Task to complete
The full set of entries, reproduced exactly, is the expected answer.

Source records
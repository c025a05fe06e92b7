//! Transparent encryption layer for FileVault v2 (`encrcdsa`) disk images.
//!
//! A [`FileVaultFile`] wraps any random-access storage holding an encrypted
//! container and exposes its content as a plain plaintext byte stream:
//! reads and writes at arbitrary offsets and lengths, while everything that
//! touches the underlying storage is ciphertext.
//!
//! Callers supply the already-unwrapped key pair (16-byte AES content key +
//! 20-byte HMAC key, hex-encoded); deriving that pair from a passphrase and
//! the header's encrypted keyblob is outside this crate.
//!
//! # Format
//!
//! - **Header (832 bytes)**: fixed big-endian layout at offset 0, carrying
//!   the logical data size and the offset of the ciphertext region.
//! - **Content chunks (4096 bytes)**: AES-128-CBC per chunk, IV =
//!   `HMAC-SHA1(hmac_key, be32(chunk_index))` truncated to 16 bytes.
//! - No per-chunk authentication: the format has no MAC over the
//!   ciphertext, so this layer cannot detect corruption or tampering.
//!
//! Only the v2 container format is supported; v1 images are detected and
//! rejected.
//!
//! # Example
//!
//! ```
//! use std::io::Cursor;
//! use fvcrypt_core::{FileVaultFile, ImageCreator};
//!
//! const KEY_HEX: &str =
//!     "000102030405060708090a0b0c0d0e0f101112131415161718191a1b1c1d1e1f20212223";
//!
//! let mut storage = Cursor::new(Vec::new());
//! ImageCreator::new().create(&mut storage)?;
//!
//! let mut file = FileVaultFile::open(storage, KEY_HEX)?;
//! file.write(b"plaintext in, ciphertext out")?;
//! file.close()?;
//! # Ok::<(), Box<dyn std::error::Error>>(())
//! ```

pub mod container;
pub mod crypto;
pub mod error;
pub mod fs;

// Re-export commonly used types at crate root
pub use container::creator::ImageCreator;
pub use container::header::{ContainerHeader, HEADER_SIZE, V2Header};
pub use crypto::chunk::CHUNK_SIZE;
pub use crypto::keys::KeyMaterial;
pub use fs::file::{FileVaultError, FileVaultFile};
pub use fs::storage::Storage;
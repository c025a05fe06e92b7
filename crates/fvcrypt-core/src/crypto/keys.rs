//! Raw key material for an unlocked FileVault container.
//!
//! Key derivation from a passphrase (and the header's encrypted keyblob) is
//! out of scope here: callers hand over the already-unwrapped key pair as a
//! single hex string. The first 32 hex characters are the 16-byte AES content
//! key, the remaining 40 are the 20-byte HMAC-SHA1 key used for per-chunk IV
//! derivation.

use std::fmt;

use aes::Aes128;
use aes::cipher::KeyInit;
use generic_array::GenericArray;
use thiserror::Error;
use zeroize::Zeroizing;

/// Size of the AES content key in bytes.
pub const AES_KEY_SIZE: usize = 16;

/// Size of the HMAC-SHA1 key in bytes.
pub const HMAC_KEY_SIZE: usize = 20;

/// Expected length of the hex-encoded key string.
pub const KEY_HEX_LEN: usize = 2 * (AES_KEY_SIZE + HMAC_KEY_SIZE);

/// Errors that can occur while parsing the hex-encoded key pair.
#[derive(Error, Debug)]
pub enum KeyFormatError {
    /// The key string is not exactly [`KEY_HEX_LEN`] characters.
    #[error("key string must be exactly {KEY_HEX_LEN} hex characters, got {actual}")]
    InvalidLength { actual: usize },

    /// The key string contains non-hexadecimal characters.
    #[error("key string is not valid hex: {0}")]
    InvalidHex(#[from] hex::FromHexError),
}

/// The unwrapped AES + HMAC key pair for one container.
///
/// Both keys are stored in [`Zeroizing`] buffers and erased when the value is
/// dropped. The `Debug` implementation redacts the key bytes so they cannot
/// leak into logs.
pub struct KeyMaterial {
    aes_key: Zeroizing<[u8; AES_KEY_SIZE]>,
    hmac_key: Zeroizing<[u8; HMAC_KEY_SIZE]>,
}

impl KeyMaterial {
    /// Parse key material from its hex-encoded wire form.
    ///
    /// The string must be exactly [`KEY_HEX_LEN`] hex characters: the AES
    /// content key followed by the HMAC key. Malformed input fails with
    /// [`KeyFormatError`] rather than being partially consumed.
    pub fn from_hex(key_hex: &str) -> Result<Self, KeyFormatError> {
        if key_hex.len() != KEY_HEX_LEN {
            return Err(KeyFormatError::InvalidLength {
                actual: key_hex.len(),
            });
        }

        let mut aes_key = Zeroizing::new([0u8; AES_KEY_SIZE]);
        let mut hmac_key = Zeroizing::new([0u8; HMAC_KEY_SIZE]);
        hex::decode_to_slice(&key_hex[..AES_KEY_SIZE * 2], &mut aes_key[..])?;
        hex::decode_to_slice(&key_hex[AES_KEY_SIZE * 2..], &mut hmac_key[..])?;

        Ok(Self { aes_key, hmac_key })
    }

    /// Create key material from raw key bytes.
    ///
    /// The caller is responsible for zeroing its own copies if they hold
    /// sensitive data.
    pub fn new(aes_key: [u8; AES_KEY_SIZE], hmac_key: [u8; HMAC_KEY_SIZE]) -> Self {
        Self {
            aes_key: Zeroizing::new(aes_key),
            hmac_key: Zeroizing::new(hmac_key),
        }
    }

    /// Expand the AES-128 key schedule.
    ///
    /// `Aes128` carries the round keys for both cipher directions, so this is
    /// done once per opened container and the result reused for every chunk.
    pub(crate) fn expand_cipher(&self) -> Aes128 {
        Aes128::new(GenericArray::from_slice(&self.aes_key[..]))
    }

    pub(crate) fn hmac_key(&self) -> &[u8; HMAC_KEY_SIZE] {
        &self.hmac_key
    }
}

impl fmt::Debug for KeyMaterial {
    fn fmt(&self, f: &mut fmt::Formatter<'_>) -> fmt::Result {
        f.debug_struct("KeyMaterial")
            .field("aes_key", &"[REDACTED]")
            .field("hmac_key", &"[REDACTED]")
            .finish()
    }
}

Response for this exercise
repository c025a05fe06e92b7
//! Transparent encryption layer for FileVault v2 (`encrcdsa`) disk images.
//!
//! A [`FileVaultFile`] wraps any random-access storage holding an encrypted
//! container and exposes its content as a plain plaintext byte stream:
//! reads and writes at arbitrary offsets and lengths, while everything that
//! touches the underlying storage is ciphertext.
//!
//! Callers supply the already-unwrapped key pair (16-byte AES content key +
//! 20-byte HMAC key, hex-encoded); deriving that pair from a passphrase and
//! the header's encrypted keyblob is outside this crate.
//!
//! # Format
//!
//! - **Header (832 bytes)**: fixed big-endian layout at offset 0, carrying
//!   the logical data size and the offset of the ciphertext region.
//! - **Content chunks (4096 bytes)**: AES-128-CBC per chunk, IV =
//!   `HMAC-SHA1(hmac_key, be32(chunk_index))` truncated to 16 bytes.
//! - No per-chunk authentication: the format has no MAC over the
//!   ciphertext, so this layer cannot detect corruption or tampering.
//!
//! Only the v2 container format is supported; v1 images are detected and
//! rejected.
//!
//! # Example
//!
//! ```
//! use std::io::Cursor;
//! use fvcrypt_core::{FileVaultFile, ImageCreator};
//!
//! const KEY_HEX: &str =
//!     "000102030405060708090a0b0c0d0e0f101112131415161718191a1b1c1d1e1f20212223";
//!
//! let mut storage = Cursor::new(Vec::new());
//! ImageCreator::new().create(&mut storage)?;
//!
//! let mut file = FileVaultFile::open(storage, KEY_HEX)?;
//! file.write(b"plaintext in, ciphertext out")?;
//! file.close()?;
//! # Ok::<(), Box<dyn std::error::Error>>(())
//! ```

pub mod container;
pub mod crypto;
pub mod error;
pub mod fs;

// Re-export commonly used types at crate root
pub use container::creator::ImageCreator;
pub use container::header::{ContainerHeader, HEADER_SIZE, V2Header};
pub use crypto::chunk::CHUNK_SIZE;
pub use crypto::keys::KeyMaterial;
pub use fs::file::{FileVaultError, FileVaultFile};
pub use fs::storage::Storage;
repository c025a05fe06e92b7
filename crates/fvcrypt-core/src/crypto/keys.rs
//! Raw key material for an unlocked FileVault container.
//!
//! Key derivation from a passphrase (and the header's encrypted keyblob) is
//! out of scope here: callers hand over the already-unwrapped key pair as a
//! single hex string. The first 32 hex characters are the 16-byte AES content
//! key, the remaining 40 are the 20-byte HMAC-SHA1 key used for per-chunk IV
//! derivation.

use std::fmt;

use aes::Aes128;
use aes::cipher::KeyInit;
use generic_array::GenericArray;
use thiserror::Error;
use zeroize::Zeroizing;

/// Size of the AES content key in bytes.
pub const AES_KEY_SIZE: usize = 16;

/// Size of the HMAC-SHA1 key in bytes.
pub const HMAC_KEY_SIZE: usize = 20;

/// Expected length of the hex-encoded key string.
pub const KEY_HEX_LEN: usize = 2 * (AES_KEY_SIZE + HMAC_KEY_SIZE);

/// Errors that can occur while parsing the hex-encoded key pair.
#[derive(Error, Debug)]
pub enum KeyFormatError {
    /// The key string is not exactly [`KEY_HEX_LEN`] characters.
    #[error("key string must be exactly {KEY_HEX_LEN} hex characters, got {actual}")]
    InvalidLength { actual: usize },

    /// The key string contains non-hexadecimal characters.
    #[error("key string is not valid hex: {0}")]
    InvalidHex(#[from] hex::FromHexError),
}

/// The unwrapped AES + HMAC key pair for one container.
///
/// Both keys are stored in [`Zeroizing`] buffers and erased when the value is
/// dropped. The `Debug` implementation redacts the key bytes so they cannot
/// leak into logs.
pub struct KeyMaterial {
    aes_key: Zeroizing<[u8; AES_KEY_SIZE]>,
    hmac_key: Zeroizing<[u8; HMAC_KEY_SIZE]>,
}

impl KeyMaterial {
    /// Parse key material from its hex-encoded wire form.
    ///
    /// The string must be exactly [`KEY_HEX_LEN`] hex characters: the AES
    /// content key followed by the HMAC key. Malformed input fails with
    /// [`KeyFormatError`] rather than being partially consumed.
    pub fn from_hex(key_hex: &str) -> Result<Self, KeyFormatError> {
        if key_hex.len() != KEY_HEX_LEN {
            return Err(KeyFormatError::InvalidLength {
                actual: key_hex.len(),
            });
        }

        let mut aes_key = Zeroizing::new([0u8; AES_KEY_SIZE]);
        let mut hmac_key = Zeroizing::new([0u8; HMAC_KEY_SIZE]);
        hex::decode_to_slice(&key_hex[..AES_KEY_SIZE * 2], &mut aes_key[..])?;
        hex::decode_to_slice(&key_hex[AES_KEY_SIZE * 2..], &mut hmac_key[..])?;

        Ok(Self { aes_key, hmac_key })
    }

    /// Create key material from raw key bytes.
    ///
    /// The caller is responsible for zeroing its own copies if they hold
    /// sensitive data.
    pub fn new(aes_key: [u8; AES_KEY_SIZE], hmac_key: [u8; HMAC_KEY_SIZE]) -> Self {
        Self {
            aes_key: Zeroizing::new(aes_key),
            hmac_key: Zeroizing::new(hmac_key),
        }
    }

    /// Expand the AES-128 key schedule.
    ///
    /// `Aes128` carries the round keys for both cipher directions, so this is
    /// done once per opened container and the result reused for every chunk.
    pub(crate) fn expand_cipher(&self) -> Aes128 {
        Aes128::new(GenericArray::from_slice(&self.aes_key[..]))
    }

    pub(crate) fn hmac_key(&self) -> &[u8; HMAC_KEY_SIZE] {
        &self.hmac_key
    }
}

impl fmt::Debug for KeyMaterial {
    fn fmt(&self, f: &mut fmt::Formatter<'_>) -> fmt::Result {
        f.debug_struct("KeyMaterial")
            .field("aes_key", &"[REDACTED]")
            .field("hmac_key", &"[REDACTED]")
            .finish()
    }
}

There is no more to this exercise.